What has it been like working with the Royal Court from the writers’ group to now?
I think in the seven years since I did my first group I have become a writer, not just someone doing an impression of a writer. I have gone from desperately wanting to write Well Good plays that will make me popular and look clever to actually, just, fucking, writing something I think might be true. Looking back at it, I wouldn’t change it or speed it up. I have nothing but gratitude that I have been listened to and accommodated, not everyone is given that. I have never been very good at articulating myself in person. But it’s a gift to be given the space to communicate in a way that feels most natural to you, and for me that is writing plays.
Who or what has had the biggest influence on your writing?
Many things. Telly has had a huge impact on me, I properly love telly. Also my religious upbringing. I grew up seeing stories being used to explain huge, impossible things. I also grew up with a lot of questions.
Also the Royal Exchange theatre in Manchester had this scheme which granted me free tickets to everything when I was 16 and couldn’t pay. I sat in that theatre on my own and saw every play for two years.
I would not be a writer if I didn’t find in that theatre a space to see beyond my teenage smallness, my sadness, my inarticulate dissatisfaction.
What is Scenes with girls about?
It’s difficult to summarise, which is perhaps why I had to write a play! It isn’t about one thing at all.

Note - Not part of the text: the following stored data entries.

//! 对话消息
//!
//! 回合内消息按调用顺序保存；assistant 消息可携带它发出的工具调用请求，供「下一步」启发式判断是否已请求完成任务。

use chrono::{DateTime, Utc};
use serde::{Deserialize, Serialize};

use crate::tools::ToolUseRequest;

/// 消息角色（与 LLM API 一致，工具结果单独成一类）
#[derive(Clone, Copy, Debug, PartialEq, Eq, Serialize, Deserialize)]
#[serde(rename_all = "snake_case")]
pub enum Role {
    User,
    Assistant,
    System,
    ToolResult,
}

/// 单条消息
#[derive(Clone, Debug, PartialEq, Serialize, Deserialize)]
pub struct Message {
    pub role: Role,
    pub content: String,
    /// 由 TurnMemoryStore 在追加时重新盖章（单调递增）
    pub timestamp: DateTime<Utc>,
    #[serde(default, skip_serializing_if = "Vec::is_empty")]
    pub tool_uses: Vec<ToolUseRequest>,
}

impl Message {
    fn new(role: Role, content: impl Into<String>) -> Self {
        Self {
            role,
            content: content.into(),
            timestamp: Utc::now(),
            tool_uses: Vec::new(),
        }
    }

    pub fn user(content: impl Into<String>) -> Self {
        Self::new(Role::User, content)
    }

    pub fn assistant(content: impl Into<String>) -> Self {
        Self::new(Role::Assistant, content)
    }

    pub fn system(content: impl Into<String>) -> Self {
        Self::new(Role::System, content)
    }

    pub fn tool_result(content: impl Into<String>) -> Self {
        Self::new(Role::ToolResult, content)
    }

    /// assistant 消息附带本轮发出的工具调用
    pub fn with_tool_uses(mut self, tool_uses: Vec<ToolUseRequest>) -> Self {
        self.tool_uses = tool_uses;
        self
    }

    /// 是否调用过指定名称的工具
    pub fn invoked(&self, tool_name: &str) -> bool {
        self.tool_uses.iter().any(|t| t.name == tool_name)
    }
}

I think it’s about the impossible world young women live in: they are told their purpose is to find someone to Love them, and then are made to feel pathetic for wanting to find someone to Love them. I have no idea where the desire to be Loved begins or ends. I don’t know what belongs to me and what is just something I have been told.
It’s about the way women talk to and talk about each other. So I think it’s about language. And how language fails us. It’s about how language collects on us and inhibits our ability to be free. To choose. To know what we want.
It’s about three 24 year old women called Lou, Tosh and Fran. It’s scenes in which the choices they are making regarding sex and love are impacting and impeding on each other, as I believe our friends’ choices really do.
It’s about young women’s platonic devotion to each other, and power over each other. Women can make each other feel beautiful, powerful, seen and heard. Women can make each other feel unbeautiful, stupid, whorish, or frigid. I think female friendships are sometimes presented as though they are simple. Almost a given. Just part of the fabric of girlhood that you will have several friends who you can laugh and bitch with, who will then cease to exist when you find a Boyfriend.
But I think these are the relationships that build us, that build our personalities and worldview. Friendships are seismic, so I just want to write and write and write about them until I rip through the page.
What inspired you to write this play?
I am really really exasperated by simplicity. In theatre, in writing, in the media, in language. The act of summarising whole universes into basic ideas. I can’t bear it. So I am actively trying to complicate here. Complicate the conversation I have seen around how young women “should be”, or “what women really want”, whatever the fuck that means. I have no solution, I just want to present something I believe to be true about the world we live in, the world we’ve been given.
I care about writing characters with ambiguity and complexity. I feel that young female characters are not always afforded the ambiguity that truly allows the viewer to see them as fully human. They are bad or good, spiteful or nice, whorish or chaste, sad or happy, functional or dysfunctional. Types. Versions of generic femaleness. This is a huge injustice. I think it bleeds into the way they are perceived in real life too. I also think young men are not always afforded this ambiguity too, particularly in sex.
The universe of sex, and the language around sex, is the space I chose to explore some of this injustice, because it’s where ambiguity and complexity is so often ignored. We are asked, “What do you want?”. How can we possibly know what we want? How can we trust it? We live in the narratives we consume around us. It is so hard to live outside the narrative of monogamy, for example, without looking like you are trying to aggressively object to it. Without looking like you’re actually just sad because you’ve not been invited to be a part of it.
How are you feeling about going from script to the rehearsal room?
Moving this play from a page to three dimensions has really challenged me. The play has existed in my body for so many years, but the act of pulling the contents of my head out and putting them into a room has felt like I’m discovering the play for the first time.
The actors, the director and the whole team are an incredible group of humans. I am consistently overwhelmed by their brains and talents and most of all their kindness. It’s felt particularly meaningful for me, collaborating with Lucy Morrison (the director) as she has been with this play, and with every redraft, since it’s beginning a few years ago. We have really built it together and so finally getting to be in a room with her, discovering it again, has been extraordinary.
What advice would you give emerging writers?
When you have finished your play, your glorious thing, full of possibility, have a bath and something carby and then start a new one. It will be hard to do, but it will be better than the one you’ve just written. Some people have asked me if this is my first play, but I’m like lol no it’s my 15th. The best thing you can do to be a writer is write, and learn how to keep writing.
Also, try and get involved in community and youth theatre. I am properly proud of the many plays I have written for and with non-professional actors and young people. It will be the hardest you ever work. And it will truly force you outside of yourself. I hope to continue to do this kind of work as I hope to continue to do this kind of work as long as I write.